Exercise instructions
The answer must be a single number: the count of lines in the data below that hold the word "LevelFilter".
Raw data section start
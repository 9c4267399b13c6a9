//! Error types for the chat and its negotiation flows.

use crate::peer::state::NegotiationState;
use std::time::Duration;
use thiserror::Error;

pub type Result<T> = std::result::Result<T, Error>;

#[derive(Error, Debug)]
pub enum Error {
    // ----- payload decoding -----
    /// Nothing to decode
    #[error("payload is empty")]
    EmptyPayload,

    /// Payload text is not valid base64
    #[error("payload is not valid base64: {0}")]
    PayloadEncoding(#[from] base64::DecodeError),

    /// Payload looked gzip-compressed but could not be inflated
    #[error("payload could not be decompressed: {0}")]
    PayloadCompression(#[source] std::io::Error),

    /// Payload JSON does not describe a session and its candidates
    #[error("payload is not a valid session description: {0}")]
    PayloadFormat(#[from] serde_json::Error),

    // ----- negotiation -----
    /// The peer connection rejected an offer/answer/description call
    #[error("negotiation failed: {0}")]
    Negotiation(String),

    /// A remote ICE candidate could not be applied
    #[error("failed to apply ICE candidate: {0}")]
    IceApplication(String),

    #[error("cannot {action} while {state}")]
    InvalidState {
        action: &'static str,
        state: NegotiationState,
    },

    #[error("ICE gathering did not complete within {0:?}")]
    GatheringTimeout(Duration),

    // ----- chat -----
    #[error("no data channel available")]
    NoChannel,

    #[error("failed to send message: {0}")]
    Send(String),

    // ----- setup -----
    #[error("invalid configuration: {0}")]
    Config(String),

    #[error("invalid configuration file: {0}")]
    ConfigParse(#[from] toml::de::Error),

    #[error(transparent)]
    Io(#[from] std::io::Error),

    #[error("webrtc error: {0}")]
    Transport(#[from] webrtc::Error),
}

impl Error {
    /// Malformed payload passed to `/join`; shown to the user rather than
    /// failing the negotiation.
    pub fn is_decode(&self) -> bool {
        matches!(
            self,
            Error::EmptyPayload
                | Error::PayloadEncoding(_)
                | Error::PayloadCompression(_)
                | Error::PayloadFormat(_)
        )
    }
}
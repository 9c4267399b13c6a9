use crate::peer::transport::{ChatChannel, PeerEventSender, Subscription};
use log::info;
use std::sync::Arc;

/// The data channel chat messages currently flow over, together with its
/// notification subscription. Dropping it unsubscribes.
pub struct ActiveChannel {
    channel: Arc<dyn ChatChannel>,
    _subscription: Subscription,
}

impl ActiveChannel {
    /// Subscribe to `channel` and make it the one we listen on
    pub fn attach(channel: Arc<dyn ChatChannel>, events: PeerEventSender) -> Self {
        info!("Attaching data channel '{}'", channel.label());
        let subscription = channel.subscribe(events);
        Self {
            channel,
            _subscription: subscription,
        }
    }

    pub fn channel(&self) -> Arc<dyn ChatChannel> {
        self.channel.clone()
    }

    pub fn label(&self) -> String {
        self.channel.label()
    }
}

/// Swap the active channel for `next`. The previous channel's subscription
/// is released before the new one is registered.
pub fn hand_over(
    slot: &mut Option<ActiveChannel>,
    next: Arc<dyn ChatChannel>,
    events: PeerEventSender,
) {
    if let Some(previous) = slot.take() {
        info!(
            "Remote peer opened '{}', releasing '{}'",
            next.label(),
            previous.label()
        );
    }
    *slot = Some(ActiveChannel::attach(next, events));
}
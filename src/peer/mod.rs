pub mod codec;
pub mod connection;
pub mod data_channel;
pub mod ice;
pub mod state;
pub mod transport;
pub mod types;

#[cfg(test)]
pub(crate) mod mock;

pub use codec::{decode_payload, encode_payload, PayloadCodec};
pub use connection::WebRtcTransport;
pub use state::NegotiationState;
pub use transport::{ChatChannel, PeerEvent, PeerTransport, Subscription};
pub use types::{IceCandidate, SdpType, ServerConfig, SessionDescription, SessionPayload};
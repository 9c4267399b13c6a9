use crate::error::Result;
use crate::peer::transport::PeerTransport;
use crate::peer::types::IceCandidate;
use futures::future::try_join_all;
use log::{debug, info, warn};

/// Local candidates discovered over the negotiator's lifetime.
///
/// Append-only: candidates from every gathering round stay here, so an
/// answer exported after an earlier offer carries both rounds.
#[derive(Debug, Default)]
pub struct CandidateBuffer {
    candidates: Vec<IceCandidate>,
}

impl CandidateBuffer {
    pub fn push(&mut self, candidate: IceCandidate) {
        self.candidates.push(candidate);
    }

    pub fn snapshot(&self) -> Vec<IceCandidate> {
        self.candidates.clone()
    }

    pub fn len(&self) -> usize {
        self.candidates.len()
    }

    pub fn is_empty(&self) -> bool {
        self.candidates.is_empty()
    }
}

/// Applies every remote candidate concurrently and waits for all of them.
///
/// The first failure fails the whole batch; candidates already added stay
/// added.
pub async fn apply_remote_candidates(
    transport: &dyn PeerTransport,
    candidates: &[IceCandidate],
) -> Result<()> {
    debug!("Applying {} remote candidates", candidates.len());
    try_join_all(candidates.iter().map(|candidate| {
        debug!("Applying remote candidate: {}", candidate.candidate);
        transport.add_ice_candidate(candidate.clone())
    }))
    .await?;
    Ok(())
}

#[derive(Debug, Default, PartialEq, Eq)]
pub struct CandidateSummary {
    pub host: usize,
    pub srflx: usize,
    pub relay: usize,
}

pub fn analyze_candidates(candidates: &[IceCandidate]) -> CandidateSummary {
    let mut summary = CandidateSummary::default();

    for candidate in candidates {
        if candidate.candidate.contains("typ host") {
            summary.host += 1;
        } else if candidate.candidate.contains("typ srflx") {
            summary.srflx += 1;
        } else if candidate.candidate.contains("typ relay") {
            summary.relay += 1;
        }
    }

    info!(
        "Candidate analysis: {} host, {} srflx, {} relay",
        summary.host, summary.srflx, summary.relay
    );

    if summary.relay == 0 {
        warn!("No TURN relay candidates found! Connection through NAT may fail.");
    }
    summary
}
Raw data section end
Raw data section start
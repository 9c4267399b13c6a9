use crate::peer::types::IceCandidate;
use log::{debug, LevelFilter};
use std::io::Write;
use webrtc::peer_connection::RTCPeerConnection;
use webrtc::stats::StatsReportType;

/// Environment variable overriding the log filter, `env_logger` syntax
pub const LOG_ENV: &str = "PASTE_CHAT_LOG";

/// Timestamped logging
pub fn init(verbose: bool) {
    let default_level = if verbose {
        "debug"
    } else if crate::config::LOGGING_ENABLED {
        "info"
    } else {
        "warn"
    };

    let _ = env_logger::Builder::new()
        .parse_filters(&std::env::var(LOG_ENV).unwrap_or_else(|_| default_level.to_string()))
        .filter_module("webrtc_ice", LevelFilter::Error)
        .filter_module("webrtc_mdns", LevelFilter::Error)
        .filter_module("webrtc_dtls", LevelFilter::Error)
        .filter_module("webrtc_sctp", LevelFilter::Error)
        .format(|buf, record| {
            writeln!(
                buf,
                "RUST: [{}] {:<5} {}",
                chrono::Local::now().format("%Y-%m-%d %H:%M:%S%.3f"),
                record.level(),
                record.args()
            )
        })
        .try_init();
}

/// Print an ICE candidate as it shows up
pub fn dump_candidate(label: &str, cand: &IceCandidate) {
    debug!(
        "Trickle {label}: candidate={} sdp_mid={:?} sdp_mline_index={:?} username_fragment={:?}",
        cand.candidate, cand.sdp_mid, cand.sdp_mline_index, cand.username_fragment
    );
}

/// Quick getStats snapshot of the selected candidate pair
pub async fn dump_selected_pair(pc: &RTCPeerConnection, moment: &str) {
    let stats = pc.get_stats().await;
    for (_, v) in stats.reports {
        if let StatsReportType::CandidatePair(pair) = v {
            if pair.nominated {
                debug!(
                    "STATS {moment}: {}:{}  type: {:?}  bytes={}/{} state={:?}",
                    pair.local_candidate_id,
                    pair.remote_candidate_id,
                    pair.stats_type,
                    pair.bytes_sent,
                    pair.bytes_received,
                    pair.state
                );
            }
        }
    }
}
Raw data section end
Raw data section start
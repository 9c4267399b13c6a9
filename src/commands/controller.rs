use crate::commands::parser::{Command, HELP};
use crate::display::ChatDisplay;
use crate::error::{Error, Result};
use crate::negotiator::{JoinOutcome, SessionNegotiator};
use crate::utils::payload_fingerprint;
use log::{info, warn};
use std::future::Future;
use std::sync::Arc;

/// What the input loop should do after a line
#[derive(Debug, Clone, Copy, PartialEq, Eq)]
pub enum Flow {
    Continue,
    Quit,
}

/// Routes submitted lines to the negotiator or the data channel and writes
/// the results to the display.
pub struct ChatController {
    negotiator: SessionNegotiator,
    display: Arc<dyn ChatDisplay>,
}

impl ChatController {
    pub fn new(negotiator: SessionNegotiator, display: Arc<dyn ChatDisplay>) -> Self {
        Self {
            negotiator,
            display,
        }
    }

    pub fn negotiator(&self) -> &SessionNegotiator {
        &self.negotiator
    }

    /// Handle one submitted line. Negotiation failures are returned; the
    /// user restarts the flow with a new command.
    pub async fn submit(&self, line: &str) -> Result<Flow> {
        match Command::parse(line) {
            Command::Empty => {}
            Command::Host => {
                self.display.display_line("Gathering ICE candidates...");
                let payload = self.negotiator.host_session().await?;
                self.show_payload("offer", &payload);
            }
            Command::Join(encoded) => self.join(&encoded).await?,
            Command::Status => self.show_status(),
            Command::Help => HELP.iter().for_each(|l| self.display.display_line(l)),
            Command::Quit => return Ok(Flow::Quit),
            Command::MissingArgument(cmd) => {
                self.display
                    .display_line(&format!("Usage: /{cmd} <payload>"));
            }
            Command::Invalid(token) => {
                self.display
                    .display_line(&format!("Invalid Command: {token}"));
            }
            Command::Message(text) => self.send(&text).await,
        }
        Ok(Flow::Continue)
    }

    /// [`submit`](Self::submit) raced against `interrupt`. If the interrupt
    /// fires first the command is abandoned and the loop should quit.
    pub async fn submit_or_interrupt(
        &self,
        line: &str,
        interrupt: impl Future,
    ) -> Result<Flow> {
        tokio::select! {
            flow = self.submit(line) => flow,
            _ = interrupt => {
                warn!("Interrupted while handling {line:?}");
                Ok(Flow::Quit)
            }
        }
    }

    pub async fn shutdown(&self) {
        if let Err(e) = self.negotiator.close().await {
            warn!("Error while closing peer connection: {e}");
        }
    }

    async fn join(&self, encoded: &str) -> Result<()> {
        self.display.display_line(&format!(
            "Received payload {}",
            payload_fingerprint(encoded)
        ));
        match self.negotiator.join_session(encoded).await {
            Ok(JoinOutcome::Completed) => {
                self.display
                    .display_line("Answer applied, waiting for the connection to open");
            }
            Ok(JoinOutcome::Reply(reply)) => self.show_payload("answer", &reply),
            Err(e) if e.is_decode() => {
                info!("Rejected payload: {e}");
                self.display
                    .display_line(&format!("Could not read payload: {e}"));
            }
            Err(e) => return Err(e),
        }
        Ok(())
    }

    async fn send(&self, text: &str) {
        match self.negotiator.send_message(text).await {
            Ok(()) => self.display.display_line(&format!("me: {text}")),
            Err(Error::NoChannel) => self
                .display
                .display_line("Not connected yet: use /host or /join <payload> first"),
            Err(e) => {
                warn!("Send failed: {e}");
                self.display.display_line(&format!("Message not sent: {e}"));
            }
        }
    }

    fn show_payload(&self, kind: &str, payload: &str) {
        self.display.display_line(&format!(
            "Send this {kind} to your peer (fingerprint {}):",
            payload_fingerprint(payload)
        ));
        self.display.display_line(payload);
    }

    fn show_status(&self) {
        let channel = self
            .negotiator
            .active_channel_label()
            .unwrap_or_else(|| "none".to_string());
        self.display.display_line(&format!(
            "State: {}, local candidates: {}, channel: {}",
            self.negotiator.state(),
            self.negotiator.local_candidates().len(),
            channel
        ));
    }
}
Raw data section end
Task response
5